The lower the metric, the better it is. The metrics have a different range because one can use different initializations, and we observe that the smaller the model is, the better. You can see that in most cases the quantum models are better than the classical models, and also, we have the visualization of the data.

As you can see, the quantum models are a little bit more realistic. Also, one other interesting thing to note here is that in the classical GAN model, the model sort of only concludes after twenty thousand iterations, whereas in our quantum models the quantum GAN concluded after one thousand iterations, and the Quantum Circuit Born Machine only concludes in twenty eight iterations, which is really fast.

The reason why the Quantum Circuit Born Machine is able to converge much faster than a quantum GAN model is because, in a quantum GAN, you have this adversarial training between the generator and the discriminator. That typically takes more time, but in a lot of cases it's also more stable. We also argue, based on computational complexity theory, that the space of patterns that can be efficiently learned by a quantum computer is definitely more than the space of data that can be generated and efficiently learned classically.

The middle circle here represents all of the data patterns that can be efficiently learned using a quantum computer. You can use quantum GAN or a Quantum Circuit Born Machine, or you can invent your own quantum algorithms, but that middle circle represents the space of all data structures that can be learned that way. The smaller circle represents the space of patterns that can be modeled efficiently using a classical computer, and there's a separation between these two.

We show that there are structures which are easier for a quantum computer to learn, compared with a classical computer. Of course, you may ask, 'what if I want my classical computer to learn those data?' You can, but that is going to take exponential time. A quantum computer can learn from more complex structures within data, and it will take a classical computer exponential time to do that, and we call this 'exponential quantum advantage.'

We know that there are many other interesting features based on our research, for example, the probability of convergence. We trained our models, at least in simulation, using many different kinds of random initialization, and they almost always converge. However, for the classical GAN model that we built, again, we tried many different initializations, and in forty percent of the models, the models do converge.

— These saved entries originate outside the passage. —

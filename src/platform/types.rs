//! Tipos de dados da API da plataforma de recrutamento.
//!
//! As respostas chegam como envelopes no formato
//! `{"result": ..., "list": {"has_more": ...}, "errors": ...}`, onde cada
//! registro é `{"id": ..., "fields": {...}}`. Apenas os campos que as
//! ferramentas de operação realmente leem são modelados; o restante é
//! ignorado na desserialização.

use serde::{Deserialize, Serialize};
use serde_json::Value;

/// A resume record as returned by `GET /resumes`.
#[derive(Debug, Clone, Deserialize)]
pub struct Resume {
    pub id: String,
    pub fields: ResumeFields,
}

#[derive(Debug, Clone, Deserialize)]
pub struct ResumeFields {
    #[serde(default)]
    pub candidate_id: String,
    #[serde(default)]
    pub external_link: String,
}

/// One page of the resume listing plus the server's pagination hint.
#[derive(Debug)]
pub struct ResumePage {
    pub resumes: Vec<Resume>,
    pub has_more: bool,
}

#[derive(Debug, Deserialize)]
pub(crate) struct ResumeListEnvelope {
    pub result: Vec<Resume>,
    pub list: ListMeta,
}

#[derive(Debug, Deserialize)]
pub(crate) struct ListMeta {
    pub has_more: bool,
}

/// A candidate record. The profile id sits on the record itself; the ATS
/// linkage lives under `fields`.
#[derive(Debug, Clone, Deserialize)]
pub struct Candidate {
    pub id: String,
    #[serde(default)]
    pub candidate_profile_id: String,
    pub fields: CandidateFields,
}

#[derive(Debug, Clone, Deserialize)]
pub struct CandidateFields {
    #[serde(default)]
    pub open_job_role_id: String,
    #[serde(default)]
    pub ats_candidate_id: String,
}

#[derive(Debug, Clone, Deserialize)]
pub struct OpenJobRole {
    pub fields: OpenJobRoleFields,
}

#[derive(Debug, Clone, Deserialize)]
pub struct OpenJobRoleFields {
    #[serde(default)]
    pub organization_id: String,
}

/// An integration record from `GET /integrations`.
#[derive(Debug, Clone, Deserialize)]
pub struct Integration {
    pub id: String,
    pub fields: IntegrationFields,
}

#[derive(Debug, Clone, Deserialize)]
pub struct IntegrationFields {
    /// Integration kind, e.g. `"ats"`. Serialized as `type` on the wire.
    #[serde(rename = "type", default)]
    pub kind: String,
    #[serde(default)]
    pub organization_id: String,
}

/// An ATS application attachment. The attachments endpoint returns them as
/// `result.fields`, an array of `{"url": ...}` objects.
#[derive(Debug, Clone, Deserialize)]
pub struct Attachment {
    #[serde(default)]
    pub url: String,
}

#[derive(Debug, Deserialize)]
pub(crate) struct AttachmentEnvelope {
    pub result: Option<AttachmentResult>,
}

#[derive(Debug, Deserialize)]
pub(crate) struct AttachmentResult {
    #[serde(default)]
    pub fields: Vec<Attachment>,
}

/// Generic `{"result": ...}` envelope for single-record responses.
#[derive(Debug, Deserialize)]
pub(crate) struct ResultEnvelope<T> {
    pub result: T,
}

#[derive(Debug, Serialize)]
pub(crate) struct SessionRequest<'a> {
    pub email: &'a str,
    pub password: &'a str,
}

#[derive(Debug, Deserialize)]
pub(crate) struct SessionEnvelope {
    pub result: SessionResult,
}

#[derive(Debug, Deserialize)]
pub(crate) struct SessionResult {
    pub fields: SessionFields,
}

#[derive(Debug, Deserialize)]
pub(crate) struct SessionFields {
    pub token: String,
}

#[derive(Debug, Deserialize)]
pub(crate) struct DecodeResponse {
    pub internal_id: String,
}

/// Body of a partial-update PUT: the changed fields plus the list of field
/// names that changed.
#[derive(Debug, Serialize)]
pub struct PartialUpdate {
    pub updates: serde_json::Map<String, Value>,
    pub updated: Vec<String>,
}

impl PartialUpdate {
    /// A partial update setting a single string field.
    pub fn set(field: &str, value: &str) -> Self {
        let mut updates = serde_json::Map::new();
        updates.insert(field.to_string(), Value::String(value.to_string()));
        Self {
            updates,
            updated: vec![field.to_string()],
        }
    }
}

/// Whether a migrate/update response body reports an error.
pub fn has_errors(body: &Value) -> bool {
    body.get("errors").is_some()
}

In the other sixty percent of the cases, the model just collapsed and never learned from the data. Another interesting thing to note is the higher learning rate. In our quantum models, we can increase this learning rate to a very large magnitude, and this has the benefit of reducing the number of epochs in a training. This potentially makes your training much shorter.

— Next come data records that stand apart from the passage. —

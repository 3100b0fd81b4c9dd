//! Saída de terminal do recops: linhas de status coloridas via `console`.

use console::Style;

/// Impressor de linhas de status compartilhado pelos comandos mais longos.
///
/// Sucesso em verde, pulos e avisos de dry-run em amarelo, falhas em
/// vermelho.
pub struct Status {
    green: Style,
    red: Style,
    yellow: Style,
}

impl Default for Status {
    fn default() -> Self {
        Self::new()
    }
}

impl Status {
    pub fn new() -> Self {
        Self {
            green: Style::new().green().bold(),
            red: Style::new().red().bold(),
            yellow: Style::new().yellow(),
        }
    }

    pub fn ok(&self, msg: &str) {
        println!("{} {msg}", self.green.apply_to("✓"));
    }

    pub fn warn(&self, msg: &str) {
        println!("{} {msg}", self.yellow.apply_to("•"));
    }

    pub fn fail(&self, msg: &str) {
        println!("{} {msg}", self.red.apply_to("✗"));
    }

    pub fn plain(&self, msg: &str) {
        println!("{msg}");
    }
}
//! JSON field extraction by dotted key path.

use std::path::Path;

use serde_json::Value;

use crate::error::RecopsError;

/// Follow a chain of key lookups from `value`. A missing key anywhere in
/// the chain is an error naming the key — extraction is all or nothing.
fn lookup<'a>(value: &'a Value, keys: &[&str]) -> Result<&'a Value, RecopsError> {
    let mut current = value;
    for key in keys {
        current = current
            .get(key)
            .ok_or_else(|| RecopsError::KeyNotFound((*key).to_string()))?;
    }
    Ok(current)
}

fn render(value: &Value) -> String {
    match value {
        // Bare strings print without JSON quotes.
        Value::String(s) => s.clone(),
        other => other.to_string(),
    }
}

/// Apply the dotted `key_path` to a document.
///
/// A top-level array yields one rendered value per element; any element
/// missing a key fails the whole extraction. A top-level object yields a
/// single value.
pub fn pluck_document(document: &Value, key_path: &str) -> Result<Vec<String>, RecopsError> {
    let keys: Vec<&str> = key_path.split('.').collect();
    match document {
        Value::Array(elements) => elements
            .iter()
            .map(|element| lookup(element, &keys).map(render))
            .collect(),
        other => Ok(vec![render(lookup(other, &keys)?)]),
    }
}

/// Parse `file` as JSON and print each plucked value on its own line.
pub fn run(file: &Path, key_path: &str) -> Result<(), RecopsError> {
    let contents = std::fs::read_to_string(file)?;
    let document: Value = serde_json::from_str(&contents)?;
    for value in pluck_document(&document, key_path)? {
        println!("{value}");
    }
    Ok(())
}

#[cfg(test)]
mod tests {
    use super::*;
    use serde_json::json;

    #[test]
    fn plucks_nested_path_from_every_element() {
        let document = json!([{"a": {"b": 1}}, {"a": {"b": 2}}]);
        assert_eq!(pluck_document(&document, "a.b").unwrap(), vec!["1", "2"]);
    }

    #[test]
    fn plucks_single_object_once() {
        let document = json!({"fields": {"external_link": "http://old/x.pdf"}});
        assert_eq!(
            pluck_document(&document, "fields.external_link").unwrap(),
            vec!["http://old/x.pdf"]
        );
    }

    #[test]
    fn strings_print_without_quotes_and_composites_as_json() {
        let document = json!([{"a": {"b": "plain"}}, {"a": {"b": {"c": 1}}}]);
        assert_eq!(
            pluck_document(&document, "a.b").unwrap(),
            vec!["plain", "{\"c\":1}"]
        );
    }

    #[test]
    fn missing_key_on_any_element_fails_the_run() {
        let document = json!([{"a": {"b": 1}}, {"a": {}}]);
        let err = pluck_document(&document, "a.b").unwrap_err();
        assert!(matches!(err, RecopsError::KeyNotFound(ref key) if key == "b"));
    }

    #[test]
    fn run_reads_and_plucks_file() {
        let dir = tempfile::tempdir().unwrap();
        let path = dir.path().join("doc.json");
        std::fs::write(&path, r#"[{"a":{"b":1}},{"a":{"b":2}}]"#).unwrap();
        run(&path, "a.b").unwrap();
    }

    #[test]
    fn run_fails_on_malformed_json() {
        let dir = tempfile::tempdir().unwrap();
        let path = dir.path().join("bad.json");
        std::fs::write(&path, "{not json").unwrap();
        assert!(matches!(run(&path, "a"), Err(RecopsError::Json(_))));
    }
}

We tried to do that for a classical GAN model, but whenever we increased the learning rate, the model becomes very volatile and it just doesn't learn very well.

We also did not observe any vanishing gradients. The vanishing gradient is a very common problem in classical GAN, but we did not observe that here. We demonstrated our generative model for two-dimensional data. We used it to model the data returns between Apple and Microsoft, but realistically you may have multidimensional data. Maybe you have ten columns or a hundred.

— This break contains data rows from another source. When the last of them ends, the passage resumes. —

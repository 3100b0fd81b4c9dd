//! Authenticated client for the recruiting-platform API.
//!
//! [`PlatformClient::login`] exchanges credentials for a bearer token once
//! per process; every other method sends that token. Tokens are never
//! cached across runs or refreshed. Each operator command opens exactly one
//! session.

use std::time::Duration;

use reqwest::Client;
use serde::de::DeserializeOwned;
use serde_json::Value;

use super::error::PlatformError;
use super::types::{
    Attachment, AttachmentEnvelope, Candidate, DecodeResponse, Integration, OpenJobRole,
    PartialUpdate, ResumeListEnvelope, ResumePage, ResultEnvelope, SessionEnvelope, SessionRequest,
};

#[derive(Debug)]
pub struct PlatformClient {
    http: Client,
    base_url: String,
    token: String,
}

impl PlatformClient {
    /// Open a session against `base_url` and return a client carrying the
    /// resulting bearer token.
    pub async fn login(
        base_url: &str,
        email: &str,
        password: &str,
    ) -> Result<Self, PlatformError> {
        let http = Client::builder()
            .connect_timeout(Duration::from_secs(10))
            .timeout(Duration::from_secs(120))
            .build()
            .expect("failed to build HTTP client");

        let response = http
            .put(format!("{base_url}/sessions"))
            .json(&SessionRequest { email, password })
            .send()
            .await?;

        let envelope: SessionEnvelope = parse_json(response, "session token").await?;

        Ok(Self {
            http,
            base_url: base_url.to_string(),
            token: envelope.result.fields.token,
        })
    }

    fn url(&self, path: &str) -> String {
        format!("{}{path}", self.base_url)
    }

    /// One page of the resume listing.
    pub async fn list_resumes(&self, limit: u64, skip: u64) -> Result<ResumePage, PlatformError> {
        let response = self
            .http
            .get(self.url("/resumes"))
            .query(&[("limit", limit), ("skip", skip)])
            .bearer_auth(&self.token)
            .send()
            .await?;

        let envelope: ResumeListEnvelope = parse_json(response, "resume listing").await?;
        Ok(ResumePage {
            resumes: envelope.result,
            has_more: envelope.list.has_more,
        })
    }

    /// Ask the platform to migrate one resume into its own storage.
    ///
    /// The raw body is returned whatever the status; an `errors` key in it
    /// marks failure. This mirrors the migrate endpoint's habit of
    /// reporting problems in a 200 body.
    pub async fn migrate_resume(&self, resume_id: &str) -> Result<Value, PlatformError> {
        let response = self
            .http
            .put(self.url(&format!("/resumes/{resume_id}/migrate")))
            .bearer_auth(&self.token)
            .send()
            .await?;
        parse_value(response).await
    }

    /// Partial-update a resume's `external_link`. The body is returned raw
    /// so callers can check for an `errors` key.
    pub async fn update_resume_link(
        &self,
        resume_id: &str,
        link: &str,
    ) -> Result<Value, PlatformError> {
        let response = self
            .http
            .put(self.url(&format!("/resumes/{resume_id}")))
            .bearer_auth(&self.token)
            .json(&PartialUpdate::set("external_link", link))
            .send()
            .await?;
        parse_value(response).await
    }

    /// Fetch a candidate. A non-success status means "not found" to the
    /// operator tools, not a hard failure.
    pub async fn get_candidate(
        &self,
        candidate_id: &str,
    ) -> Result<Option<Candidate>, PlatformError> {
        let response = self
            .http
            .get(self.url(&format!("/candidates/{candidate_id}")))
            .bearer_auth(&self.token)
            .send()
            .await?;

        if !response.status().is_success() {
            return Ok(None);
        }
        let envelope: ResultEnvelope<Candidate> = parse_json(response, "candidate").await?;
        Ok(Some(envelope.result))
    }

    pub async fn get_open_job_role(&self, role_id: &str) -> Result<OpenJobRole, PlatformError> {
        let response = self
            .http
            .get(self.url(&format!("/open_job_roles/{role_id}")))
            .bearer_auth(&self.token)
            .send()
            .await?;
        let envelope: ResultEnvelope<OpenJobRole> = parse_json(response, "open job role").await?;
        Ok(envelope.result)
    }

    /// Integrations visible for an organization.
    pub async fn list_integrations(
        &self,
        organization_id: &str,
    ) -> Result<Vec<Integration>, PlatformError> {
        let response = self
            .http
            .get(self.url("/integrations"))
            .query(&[("organization_id[id]", organization_id)])
            .bearer_auth(&self.token)
            .send()
            .await?;
        let envelope: ResultEnvelope<Vec<Integration>> =
            parse_json(response, "integration listing").await?;
        Ok(envelope.result)
    }

    /// Attachments of an ATS application, possibly empty.
    pub async fn list_ats_attachments(
        &self,
        integration_id: &str,
        ats_application_id: &str,
    ) -> Result<Vec<Attachment>, PlatformError> {
        let response = self
            .http
            .get(self.url(&format!(
                "/integrations/{integration_id}/ats_applications/{ats_application_id}/attachments"
            )))
            .bearer_auth(&self.token)
            .send()
            .await?;

        let envelope: AttachmentEnvelope = parse_json(response, "attachment listing").await?;
        Ok(envelope.result.map(|r| r.fields).unwrap_or_default())
    }

    /// Translate an external id into the platform's internal id.
    pub async fn decode_id(&self, external_id: &str) -> Result<String, PlatformError> {
        let response = self
            .http
            .get(self.url(&format!("/decode_id/{external_id}")))
            .bearer_auth(&self.token)
            .send()
            .await?;
        let decoded: DecodeResponse = parse_json(response, "decoded id").await?;
        Ok(decoded.internal_id)
    }

    /// Partial-update a candidate profile's full name.
    pub async fn update_profile_name(
        &self,
        profile_id: &str,
        full_name: &str,
    ) -> Result<(), PlatformError> {
        let response = self
            .http
            .put(self.url(&format!("/candidate_profiles/{profile_id}")))
            .bearer_auth(&self.token)
            .json(&PartialUpdate::set("full_name", full_name))
            .send()
            .await?;

        let status = response.status();
        if !status.is_success() {
            let body = response.text().await.unwrap_or_default();
            return Err(PlatformError::Api {
                status: status.as_u16(),
                body,
            });
        }
        Ok(())
    }
}

/// Read a response body, failing on error statuses and on unexpected shape.
async fn parse_json<T: DeserializeOwned>(
    response: reqwest::Response,
    context: &str,
) -> Result<T, PlatformError> {
    let status = response.status();
    let body = response.text().await?;
    if !status.is_success() {
        return Err(PlatformError::Api {
            status: status.as_u16(),
            body,
        });
    }
    serde_json::from_str(&body).map_err(|e| PlatformError::Shape(format!("{context}: {e}")))
}

/// Read a response body as raw JSON without status discrimination.
async fn parse_value(response: reqwest::Response) -> Result<Value, PlatformError> {
    let body = response.text().await?;
    serde_json::from_str(&body).map_err(|e| PlatformError::Shape(format!("response body: {e}")))
}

For our scheme, it's relatively easy to expand that to model such higher-dimensional data. Our circuit generates two-dimensional bipartite entangled states. You just have to generate multipartite entangled states, things like GHZ states. This will definitely require higher qubits, but otherwise there's no modification to the model.

We believe that our advantage still holds true on a large scale. If that's true, this could be an area of the first practical quantum advantage.